Angiotensin-converting enzyme (ACE) inhibitors are used extensively for the treatment of congestive heart failure. Several studies have documented their ability to reduce global and cardiovascular mortality, reinfarction, and needs for rehospitalization following acute myocardial infarction (1,2). Aspirin (ASA) on the other hand, is also routinely used for the prevention of thrombotic events in patients with coronary artery disease (3). Thus, simultaneous therapy with both drugs is frequently recommended for patients with ventricular dysfunction and coronary artery disease.

More recently, concern has been raised with respect to a potential antagonism between these two drugs (4). For instance, in the Consensus II study which included 6090 post-acute myocardial infarction patients, Nguyen et al. (5)found, in a retrospective analysis, that the effect of enalapril was less favorable among patients taking ASA at baseline than in those not taking it. On the other hand, Hall et al. (6) also reported that a single dose of ASA (325 mg) blunted the acute hemodynamic effect of enalaprilat in patients with severe heart failure.

The exact mechanism involved in this interaction is not completely understood. The vasodilatory effects of ACE inhibitors are attributed to inhibition of angiotensin II synthesis as well potentiation of bradykinin (BK)-induced vasodilation (7). Prostaglandin (PG) production is also stimulated by BK, and hence may contribute to vasodilatation. ASA, on the other hand, being a cyclo-oxygenase inhibitor (8), could reduce, PG production at least in part and therefore diminish or eliminate its vasodilatory effect (9).

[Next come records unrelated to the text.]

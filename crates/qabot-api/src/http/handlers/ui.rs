//! The single-page question/answer UI.
//!
//! GET / - a text input, a submit button and an output field wired to
//! `POST /api/v1/ask`.

use axum::response::Html;

const INDEX_HTML: &str = include_str!("../../../assets/index.html");

/// GET / - Serve the UI page.
pub async fn index() -> Html<&'static str> {
    Html(INDEX_HTML)
}
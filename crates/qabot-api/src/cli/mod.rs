//! CLI command definitions for the `qabot` binary.
//!
//! Uses clap derive macros for argument parsing.

pub mod ask;
pub mod config;

use clap::{Parser, Subcommand};
use clap_complete::Shell;

/// Ask a language model questions from the terminal or a small web page.
#[derive(Parser)]
#[command(name = "qabot", version, about, long_about = None)]
#[command(propagate_version = true)]
pub struct Cli {
    /// Output machine-readable JSON instead of styled text.
    #[arg(long, global = true)]
    pub json: bool,

    /// Suppress all output except errors.
    #[arg(long, global = true)]
    pub quiet: bool,

    /// Detailed output (-v for verbose, -vv for debug/trace).
    #[arg(short, long, action = clap::ArgAction::Count, global = true)]
    pub verbose: u8,

    /// Also export tracing spans through OpenTelemetry (stdout exporter).
    #[arg(long, global = true)]
    pub otel: bool,

    #[command(subcommand)]
    pub command: Commands,
}

#[derive(Subcommand)]
pub enum Commands {
    /// Start the web UI.
    Serve {
        /// Port to listen on (overrides config.toml).
        #[arg(short, long)]
        port: Option<u16>,

        /// Host to bind to (overrides config.toml).
        #[arg(long)]
        host: Option<String>,
    },

    /// Ask a single question and print the answer.
    Ask {
        /// The question text, passed to the model verbatim.
        question: String,
    },

    /// Show the effective configuration.
    Config,

    /// Generate shell completions.
    Completions {
        /// Shell to generate completions for.
        shell: Shell,
    },
}
use thiserror::Error;

/// Errors from repository operations (used by trait definitions in qabot-core).
#[derive(Debug, Error)]
pub enum RepositoryError {
    #[error("database connection error")]
    Connection,

    #[error("query error: {0}")]
    Query(String),
}

/// Errors from the interaction handler.
///
/// Generation failures are not errors at this level: they come back as an
/// [`Answer`](crate::qa::Answer) with a failed outcome. Only the store can
/// make a question fail outright.
#[derive(Debug, Error)]
pub enum QaError {
    #[error("failed to save QA record: {0}")]
    Store(#[from] RepositoryError),
}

The issue is of considerable clinical importance, given the large number of patients with acute myocardial infarction and heart failure of ischemic origin who are potential candidates for both therapies (10).We determined whether or not a low ASA dose would interfere with the hemodynamic and neurohormonal effects of captopril in decompensated heart failure.

Material and Methods

Study patients

Forty consecutive patients with decompensated chronic congestive heart failure, functional classes III/IV (New York Heart Association), were studied over a period of six days in the Cardiovascular Intensive Care Unit. Patients with right-sided, acute, diastolic, high-output, congenital and valvular heart failure were excluded. Patients with specific conditions that produce or exacerbate heart failure, such as infections, severe arrhythmias, pulmonary emboli, or significant pulmonary, renal, hepatic, hematological diseases and exposure to ASA or other nonsteroidal anti-inflammatory drugs for £15 days were also excluded. Informed consent was obtained from all subjects. The study was approved by the Scientific Committee of the Heart Institute (InCor), São Paulo, SP, Brazil.

Hemodynamic measurements

A Swan-Ganz catheter was inserted through the subclavian vein for cardiac output measurement. Heart rate and mean arterial pressure were recorded by automatic non-invasive pressure monitoring with the Hewlett-Packard OmniCare Component Monitoring System; right atrial pressure and pulmonary and capillary wedge pressure were recorded through the Swan-Ganz catheter. Cardiac output (CO) was determined in triplicate by the thermodilution technique. The following parameters were derived according to the formulas indicated: cardiac index (l min-1 m-2) = CO/body surface area; systemic vascular resistance (dyn s-1 cm-5/m2) = mean arterial pressure x 80/CO, and pulmonary vascular resistance (dyn s-1 cm-5) = mean pulmonary capillary wedge pressure x 80/CO.

Neurohormonal analysis

All blood samples were collected from the Swan-Ganz catheter, except on the first day when the antecubital vein was used, and were taken with the patients at rest. For measurements of prostaglandin E2 (PGE2) and prostacyclin I2 (PGI2) (measured as 6-keto-prostaglandin F1a [6-keto-PGF1a], the stable breakdown product of PGI2) in plasma, 5 ml of blood was drawn into frozen tubes with a mixture of EDTA and indomethacin, in the early morning at rest and every 8 h thereafter. Blood samples were centrifuged immediately at 2000 g for 15 min at 4ºC and the supernatants were removed, frozen, and stored at -80ºC until the time for assay. PGE2 andPGI2 were measured by the PGE2 [125I]-RIA kit and 6-keto-PGF1a [125I]-RIA kit (NEN™, Life Science Products, Boston, MA, USA). Norepinephrine (NE) was sampled once a day, in the early morning at rest, in ice with EGTA as anticoagulant and glutathione solutions, and the samples were immediately centrifuged at 2000 g for 20 min at 4ºC. The supernatants were removed, frozen, and stored at -20ºC until assay by an electrochemical detection method after purification by HPLC.

Study protocol

The study was carried out in two phases: the compensation phase, when patients were stabilized clinically, and the study phase, when hemodynamic measurements and neurohormonal analyses were performed over a period of 4 days. In the compensation phase, all patients received a standardized diet with fluid and salt restriction and fixed intravenous doses of lanatoside C, furosemide and nitroprusside for about 48 h without any ACE inhibitors until clinical stabilization or until they felt confortable in the recumbent position. During the study, no vasoactive or anti-inflammatory drugs were given. Complete blood cell count and plasma glucose, creatinine, urea, sodium and potassium were measured on alternate days, by standard techniques. A Swan-Ganz catheter was inserted in the evening of the last day of the compensation phase. Sodium nitroprusside was interrupted 2 h before the study phase. Additional medications such as furosemide, 40 mg iv twice a day and digoxin, 0.25 mg a day, were given orally.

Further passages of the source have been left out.